YOUR INSTRUCTIONS: Transcribe every record below word for word.

INFORMATION SHOWN:
____
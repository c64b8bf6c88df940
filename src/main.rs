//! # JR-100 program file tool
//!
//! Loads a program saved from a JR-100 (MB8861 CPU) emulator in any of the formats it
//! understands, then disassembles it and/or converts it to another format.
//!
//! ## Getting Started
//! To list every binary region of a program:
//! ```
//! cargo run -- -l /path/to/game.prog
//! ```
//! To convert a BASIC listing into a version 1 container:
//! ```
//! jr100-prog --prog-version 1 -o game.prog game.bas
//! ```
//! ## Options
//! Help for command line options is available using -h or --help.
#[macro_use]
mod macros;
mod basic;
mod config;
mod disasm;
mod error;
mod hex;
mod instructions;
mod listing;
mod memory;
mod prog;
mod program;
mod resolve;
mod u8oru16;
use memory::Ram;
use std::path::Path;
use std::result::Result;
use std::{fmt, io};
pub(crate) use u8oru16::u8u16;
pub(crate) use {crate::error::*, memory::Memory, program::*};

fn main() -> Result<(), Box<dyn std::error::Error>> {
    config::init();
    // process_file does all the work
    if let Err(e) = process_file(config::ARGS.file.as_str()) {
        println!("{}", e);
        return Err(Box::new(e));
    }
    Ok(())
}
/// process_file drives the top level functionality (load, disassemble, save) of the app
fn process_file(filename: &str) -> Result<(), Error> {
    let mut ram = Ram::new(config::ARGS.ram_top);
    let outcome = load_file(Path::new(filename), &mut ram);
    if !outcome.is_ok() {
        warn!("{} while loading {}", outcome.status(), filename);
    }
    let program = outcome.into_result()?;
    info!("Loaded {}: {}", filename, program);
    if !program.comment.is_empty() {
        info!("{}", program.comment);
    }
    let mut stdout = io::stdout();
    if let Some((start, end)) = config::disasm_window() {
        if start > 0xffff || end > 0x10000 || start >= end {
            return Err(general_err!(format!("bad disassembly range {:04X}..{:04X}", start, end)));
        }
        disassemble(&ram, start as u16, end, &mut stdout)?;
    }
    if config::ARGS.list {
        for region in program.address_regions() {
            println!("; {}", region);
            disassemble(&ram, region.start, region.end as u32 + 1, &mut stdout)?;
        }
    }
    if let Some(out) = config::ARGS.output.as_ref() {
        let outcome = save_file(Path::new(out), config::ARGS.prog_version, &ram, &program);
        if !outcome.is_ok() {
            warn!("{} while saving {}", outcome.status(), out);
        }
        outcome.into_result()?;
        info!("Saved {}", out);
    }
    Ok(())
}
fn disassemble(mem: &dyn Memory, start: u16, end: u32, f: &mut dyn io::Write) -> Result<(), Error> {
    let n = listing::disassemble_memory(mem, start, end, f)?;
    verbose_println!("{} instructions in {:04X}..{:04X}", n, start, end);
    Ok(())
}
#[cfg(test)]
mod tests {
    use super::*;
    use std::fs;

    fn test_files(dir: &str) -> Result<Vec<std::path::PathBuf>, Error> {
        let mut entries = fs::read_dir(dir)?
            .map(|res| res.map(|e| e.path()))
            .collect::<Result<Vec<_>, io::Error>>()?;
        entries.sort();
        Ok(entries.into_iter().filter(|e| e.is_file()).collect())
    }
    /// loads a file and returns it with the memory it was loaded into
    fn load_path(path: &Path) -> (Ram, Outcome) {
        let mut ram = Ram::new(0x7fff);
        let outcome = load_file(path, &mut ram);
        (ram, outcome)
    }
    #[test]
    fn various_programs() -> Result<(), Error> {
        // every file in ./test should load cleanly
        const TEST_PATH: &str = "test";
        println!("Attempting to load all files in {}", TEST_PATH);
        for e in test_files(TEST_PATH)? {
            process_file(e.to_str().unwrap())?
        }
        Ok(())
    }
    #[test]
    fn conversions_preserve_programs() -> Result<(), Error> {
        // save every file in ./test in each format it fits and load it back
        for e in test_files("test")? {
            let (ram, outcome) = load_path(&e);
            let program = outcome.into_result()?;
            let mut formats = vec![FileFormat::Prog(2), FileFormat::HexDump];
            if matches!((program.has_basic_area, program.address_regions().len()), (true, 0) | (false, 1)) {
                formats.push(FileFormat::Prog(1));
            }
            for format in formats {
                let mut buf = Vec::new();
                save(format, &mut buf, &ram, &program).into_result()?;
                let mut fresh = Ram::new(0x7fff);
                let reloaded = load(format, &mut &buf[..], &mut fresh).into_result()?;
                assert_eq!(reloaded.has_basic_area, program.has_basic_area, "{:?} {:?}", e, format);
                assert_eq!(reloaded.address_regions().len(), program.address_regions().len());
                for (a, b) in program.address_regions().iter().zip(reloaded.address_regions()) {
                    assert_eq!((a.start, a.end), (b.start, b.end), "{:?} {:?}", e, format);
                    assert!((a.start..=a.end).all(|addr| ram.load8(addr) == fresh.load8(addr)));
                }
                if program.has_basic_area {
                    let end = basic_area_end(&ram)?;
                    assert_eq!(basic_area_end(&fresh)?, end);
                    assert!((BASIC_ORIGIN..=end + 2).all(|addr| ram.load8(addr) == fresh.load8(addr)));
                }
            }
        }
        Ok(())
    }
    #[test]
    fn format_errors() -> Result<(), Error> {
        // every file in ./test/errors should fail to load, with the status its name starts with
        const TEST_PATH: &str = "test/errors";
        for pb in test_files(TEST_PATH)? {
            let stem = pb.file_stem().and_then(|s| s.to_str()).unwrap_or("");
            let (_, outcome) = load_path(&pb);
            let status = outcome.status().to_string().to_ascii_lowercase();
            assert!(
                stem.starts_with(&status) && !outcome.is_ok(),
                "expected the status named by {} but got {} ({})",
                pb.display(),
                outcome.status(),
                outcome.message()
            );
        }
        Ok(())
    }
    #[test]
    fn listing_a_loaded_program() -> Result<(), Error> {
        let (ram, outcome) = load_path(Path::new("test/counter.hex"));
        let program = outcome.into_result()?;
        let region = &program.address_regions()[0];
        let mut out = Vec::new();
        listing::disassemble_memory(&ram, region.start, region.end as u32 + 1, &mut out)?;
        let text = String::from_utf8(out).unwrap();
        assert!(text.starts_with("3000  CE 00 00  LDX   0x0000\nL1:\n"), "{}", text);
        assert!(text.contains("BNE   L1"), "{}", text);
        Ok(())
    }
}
____
ANSWER TO THE PROBLEM:
repository c64b8bf6c88df940
filename src/main.rs
//! # JR-100 program file tool
//!
//! Loads a program saved from a JR-100 (MB8861 CPU) emulator in any of the formats it
//! understands, then disassembles it and/or converts it to another format.
//!
//! ## Getting Started
//! To list every binary region of a program:
//! ```
//! cargo run -- -l /path/to/game.prog
//! ```
//! To convert a BASIC listing into a version 1 container:
//! ```
//! jr100-prog --prog-version 1 -o game.prog game.bas
//! ```
//! ## Options
//! Help for command line options is available using -h or --help.
#[macro_use]
mod macros;
mod basic;
mod config;
mod disasm;
mod error;
mod hex;
mod instructions;
mod listing;
mod memory;
mod prog;
mod program;
mod resolve;
mod u8oru16;
use memory::Ram;
use std::path::Path;
use std::result::Result;
use std::{fmt, io};
pub(crate) use u8oru16::u8u16;
pub(crate) use {crate::error::*, memory::Memory, program::*};

fn main() -> Result<(), Box<dyn std::error::Error>> {
    config::init();
    // process_file does all the work
    if let Err(e) = process_file(config::ARGS.file.as_str()) {
        println!("{}", e);
        return Err(Box::new(e));
    }
    Ok(())
}
/// process_file drives the top level functionality (load, disassemble, save) of the app
fn process_file(filename: &str) -> Result<(), Error> {
    let mut ram = Ram::new(config::ARGS.ram_top);
    let outcome = load_file(Path::new(filename), &mut ram);
    if !outcome.is_ok() {
        warn!("{} while loading {}", outcome.status(), filename);
    }
    let program = outcome.into_result()?;
    info!("Loaded {}: {}", filename, program);
    if !program.comment.is_empty() {
        info!("{}", program.comment);
    }
    let mut stdout = io::stdout();
    if let Some((start, end)) = config::disasm_window() {
        if start > 0xffff || end > 0x10000 || start >= end {
            return Err(general_err!(format!("bad disassembly range {:04X}..{:04X}", start, end)));
        }
        disassemble(&ram, start as u16, end, &mut stdout)?;
    }
    if config::ARGS.list {
        for region in program.address_regions() {
            println!("; {}", region);
            disassemble(&ram, region.start, region.end as u32 + 1, &mut stdout)?;
        }
    }
    if let Some(out) = config::ARGS.output.as_ref() {
        let outcome = save_file(Path::new(out), config::ARGS.prog_version, &ram, &program);
        if !outcome.is_ok() {
            warn!("{} while saving {}", outcome.status(), out);
        }
        outcome.into_result()?;
        info!("Saved {}", out);
    }
    Ok(())
}
fn disassemble(mem: &dyn Memory, start: u16, end: u32, f: &mut dyn io::Write) -> Result<(), Error> {
    let n = listing::disassemble_memory(mem, start, end, f)?;
    verbose_println!("{} instructions in {:04X}..{:04X}", n, start, end);
    Ok(())
}
#[cfg(test)]
mod tests {
    use super::*;
    use std::fs;

    fn test_files(dir: &str) -> Result<Vec<std::path::PathBuf>, Error> {
        let mut entries = fs::read_dir(dir)?
            .map(|res| res.map(|e| e.path()))
            .collect::<Result<Vec<_>, io::Error>>()?;
        entries.sort();
        Ok(entries.into_iter().filter(|e| e.is_file()).collect())
    }
    /// loads a file and returns it with the memory it was loaded into
    fn load_path(path: &Path) -> (Ram, Outcome) {
        let mut ram = Ram::new(0x7fff);
        let outcome = load_file(path, &mut ram);
        (ram, outcome)
    }
    #[test]
    fn various_programs() -> Result<(), Error> {
        // every file in ./test should load cleanly
        const TEST_PATH: &str = "test";
        println!("Attempting to load all files in {}", TEST_PATH);
        for e in test_files(TEST_PATH)? {
            process_file(e.to_str().unwrap())?
        }
        Ok(())
    }
    #[test]
    fn conversions_preserve_programs() -> Result<(), Error> {
        // save every file in ./test in each format it fits and load it back
        for e in test_files("test")? {
            let (ram, outcome) = load_path(&e);
            let program = outcome.into_result()?;
            let mut formats = vec![FileFormat::Prog(2), FileFormat::HexDump];
            if matches!((program.has_basic_area, program.address_regions().len()), (true, 0) | (false, 1)) {
                formats.push(FileFormat::Prog(1));
            }
            for format in formats {
                let mut buf = Vec::new();
                save(format, &mut buf, &ram, &program).into_result()?;
                let mut fresh = Ram::new(0x7fff);
                let reloaded = load(format, &mut &buf[..], &mut fresh).into_result()?;
                assert_eq!(reloaded.has_basic_area, program.has_basic_area, "{:?} {:?}", e, format);
                assert_eq!(reloaded.address_regions().len(), program.address_regions().len());
                for (a, b) in program.address_regions().iter().zip(reloaded.address_regions()) {
                    assert_eq!((a.start, a.end), (b.start, b.end), "{:?} {:?}", e, format);
                    assert!((a.start..=a.end).all(|addr| ram.load8(addr) == fresh.load8(addr)));
                }
                if program.has_basic_area {
                    let end = basic_area_end(&ram)?;
                    assert_eq!(basic_area_end(&fresh)?, end);
                    assert!((BASIC_ORIGIN..=end + 2).all(|addr| ram.load8(addr) == fresh.load8(addr)));
                }
            }
        }
        Ok(())
    }
    #[test]
    fn format_errors() -> Result<(), Error> {
        // every file in ./test/errors should fail to load, with the status its name starts with
        const TEST_PATH: &str = "test/errors";
        for pb in test_files(TEST_PATH)? {
            let stem = pb.file_stem().and_then(|s| s.to_str()).unwrap_or("");
            let (_, outcome) = load_path(&pb);
            let status = outcome.status().to_string().to_ascii_lowercase();
            assert!(
                stem.starts_with(&status) && !outcome.is_ok(),
                "expected the status named by {} but got {} ({})",
                pb.display(),
                outcome.status(),
                outcome.message()
            );
        }
        Ok(())
    }
    #[test]
    fn listing_a_loaded_program() -> Result<(), Error> {
        let (ram, outcome) = load_path(Path::new("test/counter.hex"));
        let program = outcome.into_result()?;
        let region = &program.address_regions()[0];
        let mut out = Vec::new();
        listing::disassemble_memory(&ram, region.start, region.end as u32 + 1, &mut out)?;
        let text = String::from_utf8(out).unwrap();
        assert!(text.starts_with("3000  CE 00 00  LDX   0x0000\nL1:\n"), "{}", text);
        assert!(text.contains("BNE   L1"), "{}", text);
        Ok(())
    }
}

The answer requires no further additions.